Special Forms of Atrophy of the Optic Nerve

Leber's atrophy. Here there is involvement of both optic nerves without additional neurologic symptoms. In 85% of all cases, men between the ages of 20 and 30 are affected. The disorder is due to mutations in the mitochondrial DNA.

Ophthalmoscopy will reveal optic disk edema as in papillitis followed by primary optic nerve atrophy.

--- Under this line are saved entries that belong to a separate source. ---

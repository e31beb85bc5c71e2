//! Error handling

use axum::Json;
use axum::http::StatusCode;
use axum::response::IntoResponse;
use serde_json::json;
use tracing::{error, info};

/// Why a single reference entry couldn't be turned into an image.
///
/// These never leave the resolver; they end up in a warning line and the
/// entry is skipped.
#[derive(Debug, thiserror::Error)]
pub enum ReferenceError {
    /// Not a URL, artifact path or data URI
    #[error("unrecognised reference")]
    Unrecognised,
    /// Download failed or timed out
    #[error("download failed: {0}")]
    Fetch(#[from] reqwest::Error),
    /// Download returned something other than 2xx
    #[error("download returned {0}")]
    Status(reqwest::StatusCode),
    /// Reading a local artifact failed
    #[error("read failed: {0}")]
    Io(#[from] std::io::Error),
    /// The data URI payload wasn't base64
    #[error("invalid base64 payload: {0}")]
    Base64(#[from] base64::DecodeError),
    /// The bytes weren't a supported image
    #[error("image decode failed: {0}")]
    Decode(#[from] image::ImageError),
}

/// Why one generation attempt failed. Every variant is retried.
#[derive(Debug, thiserror::Error)]
pub enum GenerationError {
    /// Network or timeout talking to the model
    #[error("model request failed: {0}")]
    Transport(#[from] reqwest::Error),
    /// The model endpoint answered with a non-2xx status
    #[error("model API error {status}: {body}")]
    Api {
        /// HTTP status
        status: reqwest::StatusCode,
        /// Truncated response body
        body: String,
    },
    /// The response body wasn't the JSON we expected
    #[error("invalid model response: {0}")]
    InvalidResponse(#[from] serde_json::Error),
    /// No candidates, or a finish reason other than a normal stop
    #[error("Prompt Content Error: {0}")]
    AbnormalCompletion(String),
    /// The candidate carried no inline image
    #[error("No image generated in response")]
    NoImage,
    /// The inline image wasn't valid base64
    #[error("image payload was not valid base64: {0}")]
    Payload(#[from] base64::DecodeError),
    /// The inline image bytes couldn't be decoded or re-encoded
    #[error("generated image could not be processed: {0}")]
    Image(#[from] image::ImageError),
    /// Writing the artifact failed
    #[error("failed to store generated image: {0}")]
    Storage(#[from] std::io::Error),
}

/// A generation that ran out of attempts.
#[derive(Debug, thiserror::Error)]
#[error("generation failed after {attempts} attempt(s): {source}")]
pub struct GenerationFailure {
    /// How many attempts were made
    pub attempts: u32,
    /// The error from the final attempt
    #[source]
    pub source: GenerationError,
}

/// Storyboard script generation errors
#[derive(Debug, thiserror::Error)]
pub enum ScriptError {
    /// Network failure talking to the text model
    #[error("AI generation failed: {0}")]
    Transport(#[from] reqwest::Error),
    /// Non-2xx from the text model
    #[error("AI generation failed: API error {status}: {body}")]
    Api {
        /// HTTP status
        status: reqwest::StatusCode,
        /// Truncated response body
        body: String,
    },
    /// Couldn't parse the completion or its structured payload
    #[error("AI generation failed: {0}")]
    Parse(#[from] serde_json::Error),
    /// The completion carried no content
    #[error("AI generation failed: empty completion")]
    EmptyCompletion,
    /// The model refused to answer
    #[error("AI generation failed: model refused: {0}")]
    Refusal(String),
}

/// Errors surfaced at the service boundary; one message, no codes.
#[derive(Debug, thiserror::Error)]
pub enum ServiceError {
    /// Bad or missing input
    #[error("{0}")]
    BadRequest(String),
    /// No Google API key on the request or the server
    #[error("Google API key is required")]
    MissingApiKey,
    /// Retries exhausted
    #[error(transparent)]
    Generation(#[from] GenerationFailure),
    /// Storyboard generation failed
    #[error(transparent)]
    Script(#[from] ScriptError),
    /// Proxy download failed
    #[error("Failed to fetch image: {0}")]
    Proxy(String),
}

impl From<reqwest::Error> for ServiceError {
    fn from(err: reqwest::Error) -> Self {
        ServiceError::Proxy(err.to_string())
    }
}

impl From<url::ParseError> for ServiceError {
    fn from(err: url::ParseError) -> Self {
        ServiceError::BadRequest(format!("Invalid URL: {err}"))
    }
}

impl ServiceError {
    fn status(&self) -> StatusCode {
        match self {
            ServiceError::BadRequest(_) | ServiceError::MissingApiKey => StatusCode::BAD_REQUEST,
            ServiceError::Generation(_) | ServiceError::Script(_) | ServiceError::Proxy(_) => {
                StatusCode::INTERNAL_SERVER_ERROR
            }
        }
    }
}

impl IntoResponse for ServiceError {
    fn into_response(self) -> axum::response::Response {
        let status = self.status();
        let message = self.to_string();
        if status.is_server_error() {
            error!("Request failed: {}", message);
        } else {
            info!("Bad request: {}", message);
        }
        (status, Json(json!({ "error": message }))).into_response()
    }
}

Initial retrobulbar optic neuritis is also possible.

Functional symptoms include a large central scotoma with a peripherally limited visual field. This will lead to significant loss of vision within a few months, although the remaining vision will not decrease any further. There is no treatment.

Behr's disease (infantile recessive optic atrophy). This is also a disorder involving both optic nerves. However, in contrast to Leber's atrophy there are additional neurologic symptoms. These may include ataxia and mental retardation. The disease is an inherited autosomal recessive disorder and manifests itself in early childhood.

Ophthalmoscopy will reveal progressive optic atrophy with severe loss of visual acuity but without complete blindness. There is no treatment.

Waxy pallor optic atrophy. This disorder (Fig. 13.16) is associated with tape-toretinal degeneration, such as retinitis pigmentosa.

Ophthalmoscopy will reveal an optic disk with a wax-like pallor that is shallow with a well defined margin. There will be severe thinning of the central retinal vessels. The cause of the wax-like yellow color is not known. There is no treatment.